Concernant le tardif intérêt des chercheurs pour cette question, il convient de noter la somme des causes pouvant l’expliquer. Peut-être cette explication n’est-elle pas celle que je délivre le plus spontanément, mais il faut souligner la difficulté de travailler sur un événement contemporain. Pour les spécialistes du Rwanda de l’époque, le génocide est un drame parfois personnel, pouvant mettre en échec les précédents travaux ou dresser une ligne de fracture entre des collègues, des réseaux ou des idées. Pour les chercheurs s’attelant au sujet sans avoir connu le Rwanda auparavant, ce n’est guère plus simple compte tenu des enjeux politiques, diplomatiques, judiciaires, voire sécuritaires de la fin des années 1990 et du début des années 2000. Sans parler de la question linguistique. Certaines des questions ouvertes dans la décennie ayant suivi le génocide par cette première génération de chercheurs continuent néanmoins de guider ou préoccuper ses héritiers.
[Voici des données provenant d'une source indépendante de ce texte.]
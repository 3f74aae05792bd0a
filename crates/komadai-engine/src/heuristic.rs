//! One-ply move scoring for the medium player.

use komadai_core::{
    movegen::is_square_attacked,
    position::{simulate_move, GameState},
    types::{Color, Move, PieceType},
};

const KING_CAPTURE_PENALTY: i32 = 5_000;
const PROMOTION_BONUS: i32 = 120;
const CENTER_BONUS: i32 = 40;

/// Lighter material scale than [`crate::classical`]; only relative order
/// matters here.
pub fn heuristic_value(kind: PieceType) -> i32 {
    match kind {
        PieceType::Pawn => 100,
        PieceType::Lance => 150,
        PieceType::Knight => 200,
        PieceType::Silver => 250,
        PieceType::Gold => 300,
        PieceType::Bishop => 450,
        PieceType::Rook => 500,
        PieceType::King | PieceType::Jewel => 1_000,
        PieceType::Tokin => 150,
        PieceType::PromotedLance => 160,
        PieceType::PromotedKnight => 210,
        PieceType::PromotedSilver => 260,
        PieceType::Horse => 500,
        PieceType::Dragon => 600,
    }
}

/// Scores `mv` for `color` without searching replies:
///
/// * twice the value of a captured piece,
/// * a bonus for promoting and for landing within two squares of the centre,
/// * a penalty for capturing with the king,
/// * minus the moved piece's value when the destination is attacked afterwards.
pub fn quick_evaluate_move(state: &GameState, mv: &Move, color: Color) -> i32 {
    let mut score = 0;
    let to = mv.to();

    if mv.piece().is_royal() && mv.is_capture() {
        score -= KING_CAPTURE_PENALTY;
    }

    if let Some(target) = state.board.get(to) {
        if target.color != color {
            score += heuristic_value(target.piece_type) * 2;
        }
    }

    if mv.is_promotion() {
        score += PROMOTION_BONUS;
    }

    if (i32::from(to.file) - 5).abs() <= 2 && (i32::from(to.rank) - 5).abs() <= 2 {
        score += CENTER_BONUS;
    }

    if let Ok(next) = simulate_move(state, mv, color) {
        if is_square_attacked(&next.board, to, color.opposite()) {
            score -= heuristic_value(mv.piece());
        }
    }

    score
}

/// Every move paired with its [`quick_evaluate_move`] score, best first.
/// Equal scores keep their input order.
pub fn rank_moves(state: &GameState, moves: &[Move], color: Color) -> Vec<(Move, i32)> {
    let mut ranked: Vec<(Move, i32)> = moves
        .iter()
        .map(|mv| (*mv, quick_evaluate_move(state, mv, color)))
        .collect();
    ranked.sort_by_key(|(_, score)| -score);
    ranked
}
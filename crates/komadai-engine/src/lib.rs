pub mod ai;
pub mod alphabeta;
pub mod arena;
pub mod classical;
pub mod heuristic;
pub mod usi_engine;

pub use ai::{find_mate_in_one, AiConfig, AiPlayer, Difficulty, ParseDifficultyError};
pub use alphabeta::{AlphaBetaConfig, AlphaBetaResult, AlphaBetaSearcher, MATE_SCORE};
pub use arena::{
    elo_diff, play_game, play_game_from, run_battle, ArenaError, BattleConfig, BattleReport,
    BattleSummary, GameRecord, GameResult, Termination,
};
pub use classical::{piece_value, ClassicalEval};
pub use heuristic::{heuristic_value, quick_evaluate_move, rank_moves};
pub use usi_engine::{
    BestMove, EngineConfig, EngineError, EngineIo, ProcessIo, UsiEngine,
    DEFAULT_BESTMOVE_ATTEMPTS, DEFAULT_HANDSHAKE_ATTEMPTS,
};
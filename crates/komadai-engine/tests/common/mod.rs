#![allow(dead_code)]

use std::cell::RefCell;
use std::collections::VecDeque;
use std::io;
use std::rc::Rc;

use komadai_core::{format_move, Shogi};
use komadai_engine::{EngineConfig, EngineError, EngineIo, UsiEngine};

#[derive(Debug, Default)]
pub struct Transcript {
    pub sent: Vec<String>,
    pub shutdowns: usize,
}

impl Transcript {
    pub fn last_sent(&self) -> Option<&str> {
        self.sent.last().map(String::as_str)
    }
}

#[derive(Debug)]
pub enum Replies {
    /// Each `go` consumes the next line; once empty the engine goes quiet.
    Scripted(VecDeque<String>),
    /// Replies with the first legal move after the last `position` command.
    FirstLegal,
    /// Plays the listed moves in a loop.
    Cycle { moves: Vec<String>, next: usize },
}

/// In-memory USI engine driven by the commands it receives.
#[derive(Debug)]
pub struct FakeEngine {
    replies: Replies,
    pending: VecDeque<String>,
    start: Option<String>,
    position: Vec<String>,
    answer_usi: bool,
    chatter: bool,
    log: Rc<RefCell<Transcript>>,
}

impl FakeEngine {
    pub fn scripted(lines: &[&str]) -> Self {
        Self::new(Replies::Scripted(
            lines.iter().map(|line| line.to_string()).collect(),
        ))
    }

    pub fn first_legal() -> Self {
        Self::new(Replies::FirstLegal)
    }

    pub fn cycling(moves: &[&str]) -> Self {
        Self::new(Replies::Cycle {
            moves: moves.iter().map(|mv| mv.to_string()).collect(),
            next: 0,
        })
    }

    fn new(replies: Replies) -> Self {
        Self {
            replies,
            pending: VecDeque::new(),
            start: None,
            position: Vec::new(),
            answer_usi: true,
            chatter: false,
            log: Rc::default(),
        }
    }

    /// Never sends `usiok`.
    pub fn mute(mut self) -> Self {
        self.answer_usi = false;
        self
    }

    /// Emits `info` lines forever instead of closing when it has nothing
    /// left to say.
    pub fn chatty(mut self) -> Self {
        self.chatter = true;
        self
    }

    pub fn transcript(&self) -> Rc<RefCell<Transcript>> {
        Rc::clone(&self.log)
    }

    fn answer_go(&mut self) {
        match &mut self.replies {
            Replies::Scripted(lines) => {
                if let Some(line) = lines.pop_front() {
                    self.pending.push_back(line);
                }
            }
            Replies::Cycle { moves, next } => {
                let mv = &moves[*next % moves.len()];
                *next += 1;
                self.pending.push_back(format!("bestmove {mv}"));
            }
            Replies::FirstLegal => {
                let mut game = match &self.start {
                    Some(sfen) => Shogi::from_sfen(sfen).expect("arena sent a valid sfen"),
                    None => Shogi::new(),
                };
                for token in &self.position {
                    game.make_usi_move(token).expect("arena sent a legal history");
                }
                let reply = match game.moves().first() {
                    Some(mv) => format!("bestmove {}", format_move(mv)),
                    None => "bestmove resign".to_string(),
                };
                self.pending.push_back("info depth 1 score cp 0".to_string());
                self.pending.push_back(reply);
            }
        }
    }
}

impl EngineIo for FakeEngine {
    fn send_line(&mut self, line: &str) -> io::Result<()> {
        self.log.borrow_mut().sent.push(line.to_string());
        match line.split_whitespace().next() {
            Some("usi") if self.answer_usi => {
                self.pending.push_back("id name fake".to_string());
                self.pending.push_back("usiok".to_string());
            }
            Some("isready") => self.pending.push_back("readyok".to_string()),
            Some("position") => {
                let (setup, moves) = match line.split_once(" moves ") {
                    Some((setup, moves)) => (setup, moves),
                    None => (line, ""),
                };
                self.start = setup
                    .strip_prefix("position sfen ")
                    .map(str::to_string);
                self.position = moves.split_whitespace().map(str::to_string).collect();
            }
            Some("go") => self.answer_go(),
            _ => {}
        }
        Ok(())
    }

    fn read_line(&mut self) -> io::Result<Option<String>> {
        if let Some(line) = self.pending.pop_front() {
            return Ok(Some(line));
        }
        if self.chatter {
            return Ok(Some("info string thinking".to_string()));
        }
        Ok(None)
    }

    fn shutdown(&mut self) {
        self.log.borrow_mut().shutdowns += 1;
    }
}

pub fn connect(
    fake: FakeEngine,
    config: &EngineConfig,
) -> Result<UsiEngine<FakeEngine>, EngineError> {
    UsiEngine::with_io(fake, config.clone())
}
Le faible intérêt accordé à la participation des femmes pourrait également être expliqué par l’inadéquation entre les préoccupations des études sur le genre de l’époque, souffrant par ailleurs d’un problème de visibilité et de moyens – particulièrement dans l’espace francophone – et les travaux consacrés aux génocides. Une autre hypothèse complétant celle-ci serait une moindre féminisation du milieu académique. Une fois dit cela, l’erreur qui a sans doute été faite au début des années 2000 a été de considérer que le taux de femmes incarcérées pour génocide était représentatif de la criminalité génocidaire féminine plutôt que de l’appréciation de cette criminalité par les autorités politiques et judiciaires. Il n’en reste pas moins que l’organisation African Rights et la politiste Nicole Hogg s’étaient attaquées à ce sujet en 1995 et 2001, ouvrant la voie à de nouvelles recherches.

Violaine Baraduc est anthropologue et réalisatrice de films documentaires. Son ouvrage Tout les oblige à mourir. L’infanticide génocidaire au Rwanda en 1994 est paru aux éditions du CNRS en 2024.